Initialize Incremental Learning Model from SVM Regression Model Trained in Regression Learner

This example shows how to tune and train a linear SVM regression model using Regression Learner. Then, at the command line, initialize and train an incremental model for linear SVM regression using the information gained from training in the app.

Load and Preprocess Data

Load the 2015 NYC housing data set, and shuffle the data. For more details on the data, see NYC Open Data.

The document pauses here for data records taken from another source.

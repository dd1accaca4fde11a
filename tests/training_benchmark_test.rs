//! Tests for the training benchmark.

mod common;

use common::MockBackend;
use inference_bench::backends::SyntheticBackend;
use inference_bench::benchmarks::training::{
    TRAINING_RUNTIME, TRAINING_THROUGHPUT, WARMUP_RUNTIME, WARMUP_THROUGHPUT,
};
use inference_bench::benchmarks::{
    BenchmarkError, TRAINING_RESULTS_FILE, TrainingBenchmark, TrainingConfig,
};
use inference_bench::errors::BackendError;
use inference_bench::input_shapes::InputShapes;
use inference_bench::tensor::Device;

fn small_config() -> TrainingConfig {
    TrainingConfig {
        warmup_steps: 3,
        dataset_shapes: InputShapes::from_pairs([
            ("dataset_size", 12),
            ("sequence_length", 4),
            ("num_choices", 1),
        ]),
        num_train_epochs: 2,
        per_device_train_batch_size: 4,
        ..TrainingConfig::default()
    }
}

#[cfg(test)]
mod training_tests {
    use super::*;

    #[test]
    fn test_warmup_then_full_training() {
        let mut backend = MockBackend::new("text-classification", 0.0);
        let mut benchmark = TrainingBenchmark::new();
        benchmark.configure(small_config()).unwrap();

        benchmark.run(&mut backend).unwrap();

        assert_eq!(backend.trained_rows, 12);
        assert_eq!(backend.train_calls.len(), 2);
        assert_eq!(backend.train_calls[0].max_steps, Some(3));
        assert_eq!(backend.train_calls[1].max_steps, None);
        assert_eq!(backend.train_calls[1].num_train_epochs, 2);
        assert_eq!(backend.train_calls[1].total_steps(12), 6);

        let table = benchmark.results_table().unwrap();
        assert_eq!(
            table.column_names().collect::<Vec<_>>(),
            vec![WARMUP_RUNTIME, WARMUP_THROUGHPUT, TRAINING_RUNTIME, TRAINING_THROUGHPUT]
        );
    }

    #[test]
    fn test_synthetic_backend_runtime_reflects_steps() {
        let mut backend = SyntheticBackend::new(
            "fill-mask",
            Device::Cpu,
            inference_bench::backends::SyntheticBackendConfig {
                train_step_latency_ms: 1.0,
                ..Default::default()
            },
        );
        let mut benchmark = TrainingBenchmark::new();
        benchmark.configure(small_config()).unwrap();

        benchmark.run(&mut backend).unwrap();

        assert_eq!(backend.train_steps(), 3 + 6);
        assert!(benchmark.warmup_runtime().unwrap() >= 0.003);
        assert!(benchmark.training_runtime().unwrap() >= 0.006);
        assert!(benchmark.training_throughput().unwrap() > 0.0);

        let dir = tempfile::tempdir().unwrap();
        benchmark.save_in(dir.path()).unwrap();
        let csv = std::fs::read_to_string(dir.path().join(TRAINING_RESULTS_FILE)).unwrap();
        assert!(csv.starts_with(",warmup.runtime(s),warmup.throughput(samples/s)"));
    }

    #[test]
    fn test_save_before_run_is_an_error() {
        let benchmark = TrainingBenchmark::new();
        let dir = tempfile::tempdir().unwrap();
        assert!(matches!(
            benchmark.save_in(dir.path()),
            Err(BenchmarkError::NotRun { .. })
        ));
    }

    #[test]
    fn test_invalid_config_is_rejected() {
        let mut benchmark = TrainingBenchmark::new();
        let result = benchmark.configure(TrainingConfig {
            per_device_train_batch_size: 0,
            ..TrainingConfig::default()
        });
        assert!(matches!(
            result,
            Err(BenchmarkError::ConfigValidationError { .. })
        ));
    }

    #[test]
    fn test_backend_without_training_support_propagates_unsupported() {
        struct InferenceOnly(MockBackend);

        impl inference_bench::backends::Backend for InferenceOnly {
            type Output = usize;

            fn name(&self) -> &str {
                "inference-only"
            }

            fn task(&self) -> &str {
                self.0.task.as_str()
            }

            fn device(&self) -> Device {
                Device::Cpu
            }

            fn forward(
                &mut self,
                input: &inference_bench::generators::DummyInput,
            ) -> inference_bench::errors::BackendResult<usize> {
                Ok(input.len())
            }

            fn generate(
                &mut self,
                input: &inference_bench::generators::DummyInput,
                _options: &inference_bench::backends::GenerationOptions,
            ) -> inference_bench::errors::BackendResult<usize> {
                Ok(input.len())
            }

            fn clean(&mut self) -> inference_bench::errors::BackendResult<()> {
                Ok(())
            }
        }

        let mut backend = InferenceOnly(MockBackend::new("fill-mask", 0.0));
        let mut benchmark = TrainingBenchmark::new();
        benchmark.configure(small_config()).unwrap();

        assert!(matches!(
            benchmark.run(&mut backend),
            Err(BenchmarkError::Backend(BackendError::Unsupported { .. }))
        ));
    }
}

load(fullfile(matlabroot,'examples','stats','data','NYCHousing2015.mat'))
rng(1); % For reproducibility
n = size(NYCHousing2015,1);
idxshuff = randsample(n,n);
NYCHousing2015 = NYCHousing2015(idxshuff,:);

For details on the data set, enter Description at the command line.

For numerical stability, scale SALEPRICE by 1e6.

NYCHousing2015.SALEPRICE = NYCHousing2015.SALEPRICE/1e6;

Consider training a linear SVM regression model to about 1% of the data, and reserving the remaining data for incremental learning.

Regression Learner supports categorical variables. However, because SVM models require dummy coded categorical variables, and the BUILDINGCLASSCATEGORY and NEIGHBORHOOD variables contain many levels and some with low representation, the probability that a partition doesn't have all categories is high. Therefore, dummy code all categorical variables. Concatenate the matrix of dummy variables to the rest of the numeric variables.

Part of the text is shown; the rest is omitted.